In the regression setting, the most commonly-used measure is the $mean$ $squared$ $error$ (MSE)

\begin{align}
MSE&=\frac{1}{n}*sum_{i=1}^n(y_i-\hat{f}(x_i))^2 \\
\end{align}

AS model flexibility increases, training MSE will decrease, but the test MSE may not. When a given method yields a small training MSE but a large test MSE, we are said to be overfitting the data. This happens because our statistical learning procedure is working too hard to find patterns in the training data, and may be picking up some patterns that are just caused by random chance rather than by true properties of the unknown function $f$. 

But we almost always expect the training MSE to be smaller than the test MSE because most statistical learning methods either directly or indirectly seek to minimize the training MSE. Overfitting refers specifially to the case in which a less flexible model would have tielded a smaller test MSE.

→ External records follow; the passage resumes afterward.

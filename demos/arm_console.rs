// Copyright 2023 Google LLC
//
// Licensed under the Apache License, Version 2.0 (the "License");
// you may not use this file except in compliance with the License.
// You may obtain a copy of the License at
//
//     https://www.apache.org/licenses/LICENSE-2.0
//
// Unless required by applicable law or agreed to in writing, software
// distributed under the License is distributed on an "AS IS" BASIS,
// WITHOUT WARRANTIES OR CONDITIONS OF ANY KIND, either express or implied.
// See the License for the specific language governing permissions and
// limitations under the License.

use std::{
    error::Error,
    io::{self, Write},
    sync::Arc,
};

use async_trait::async_trait;
use tokio::io::{AsyncBufReadExt, BufReader};

extern crate uarm_link;

use uarm_link::{
    api::{NoRuntimePermissions, RemediationPrompt},
    AdapterUnavailableReason, ArmCommand, EndpointConfig, ManagerConfig,
    Platform, RemediationChoice,
};

/// Asks on stdout, reads the answer from stdin.
struct ConsolePrompt;

fn ask(question: &str) -> io::Result<String> {
    print!("{}", question);
    io::stdout().flush()?;
    let mut answer = String::new();
    io::stdin().read_line(&mut answer)?;
    Ok(answer.trim().to_lowercase())
}

#[async_trait]
impl RemediationPrompt for ConsolePrompt {
    async fn permission_denied(&self) {
        println!("Bluetooth permission is required to connect to your U-ARM device.");
    }

    async fn adapter_unavailable(
        &self,
        reason: AdapterUnavailableReason,
    ) -> RemediationChoice {
        println!("{}: {}", reason.title(), reason.message());
        let answer = tokio::task::spawn_blocking(|| {
            ask("[r]etry, open [s]ettings or [c]ancel? ")
        })
        .await;
        match answer {
            Ok(Ok(answer)) if answer.starts_with('r') => RemediationChoice::Retry,
            Ok(Ok(answer)) if answer.starts_with('s') => {
                RemediationChoice::OpenSettings
            }
            _ => RemediationChoice::Cancel,
        }
    }
}

fn usage() {
    println!("Commands: A1 A2 A3 B1 B2 B3, info, uuid <service> <characteristic>, quit");
}

#[tokio::main]
async fn main() -> Result<(), Box<dyn Error>> {
    env_logger::init();

    let config = match std::env::args().nth(1) {
        Some(path) => ManagerConfig::from_json(&std::fs::read_to_string(path)?)?,
        None => ManagerConfig::default(),
    };
    let manager = Platform::connection_manager(
        Arc::new(NoRuntimePermissions),
        Arc::new(ConsolePrompt),
        config,
    )
    .await?;

    manager.initialize().await?;
    println!("Scanning for arm controllers...");
    let device = manager.scan_for_arm().await?;
    println!(
        "Found {} ({})",
        device.name().unwrap_or("unnamed"),
        device.id()
    );
    let info = manager.connect(&device).await?;
    println!("Connected, {} services discovered.", info.services.len());
    usage();

    let mut lines = BufReader::new(tokio::io::stdin()).lines();
    while let Some(line) = lines.next_line().await? {
        let mut words = line.split_whitespace();
        match words.next() {
            None => continue,
            Some("quit") => break,
            Some("info") => match manager.device_info().await {
                Some(info) => println!("{}", serde_json::to_string_pretty(&info)?),
                None => println!("Not connected."),
            },
            Some("uuid") => {
                let (Some(service), Some(characteristic)) = (words.next(), words.next())
                else {
                    usage();
                    continue;
                };
                match EndpointConfig::parse(service, characteristic) {
                    Ok(endpoint) => manager.set_endpoint_configuration(endpoint),
                    Err(err) => println!("{}", err),
                }
            }
            Some(word) => match word.parse::<ArmCommand>() {
                Ok(command) => {
                    if let Err(err) = manager.send_arm_command(command).await {
                        println!("{} failed: {}", command, err);
                    }
                }
                Err(err) => {
                    println!("{}", err);
                    usage();
                }
            },
        }
    }

    manager.teardown().await;
    Ok(())
}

# The Bias-Variance Trade-off

The expected test MSE, for a given vaue $x_0$, can aways be decomposed into the sum of three quantities: the $variance$ of $\hat{f}(x_0)$, the squared $bias$ of $\hat{f}(x_0)$ and the variance of the error terms $\epsilon$, which is the irreducible error. That is,

\begin{align}
E(y_0-\hat{f}(x_0))^2&= Var(hat{f}(x_0)) + [Bias(\hat{f}(x_0))]^2 + Var(\epsilon)\\ 
\end{align}

Therefore, in order to minimize the expected test MSE, we need to select a model that simultaneously achieves low variance and low bias.

- Variance

 - Variance refers to the amount by which the predicted value would change if we estimated it using a different training data set. It's the degree to which these predictions vary between model iterations.
 - Ideally, the estimate predicted value should not vary too much between training sets. If a method has high variance, then small changes in the training data can result in large changes in the predicted value. In general, more flexible statistical methods have higher variance.
 > Mathematically, variance is the squared difference between our long-term expectation for the model's performance, which is the averaged performance over many datasets D, ED[hD(x)], and what we expect in a representative run on a dataset D (hat y)
 
 \begin{align}
 Variance = E[(h-hat{y})^2]
 \end{align}



- Bias

 - Bias occurs due to the simplified assumption made by our models when solving complex real problems. It measures how far off in general these models' predictions are from the correct value.
 - Generally, more flexible methods result in less bias.
  > Mathematically, bias-squared is the squared difference between the true target variable y (or the best possible prediction for x, f(x)), and our “long-term” expectation for what the model will perform if we averaged over many datasets D, ED[hD(x)]
  
 \begin{align}
 Bias^2 = E[(f-h)^2]
 \end{align}
 
 
 
For more flexible methods, the variance will increase and the bias will decrease. The relative rate of change of these two qtities determines whether the test MSE increases or decreases. In general, the bias tends to decrease faster than the variance increase at the begining. But at some point, increasing the flexibility of the model begin to have little impact on the bias but significantly increase the variance.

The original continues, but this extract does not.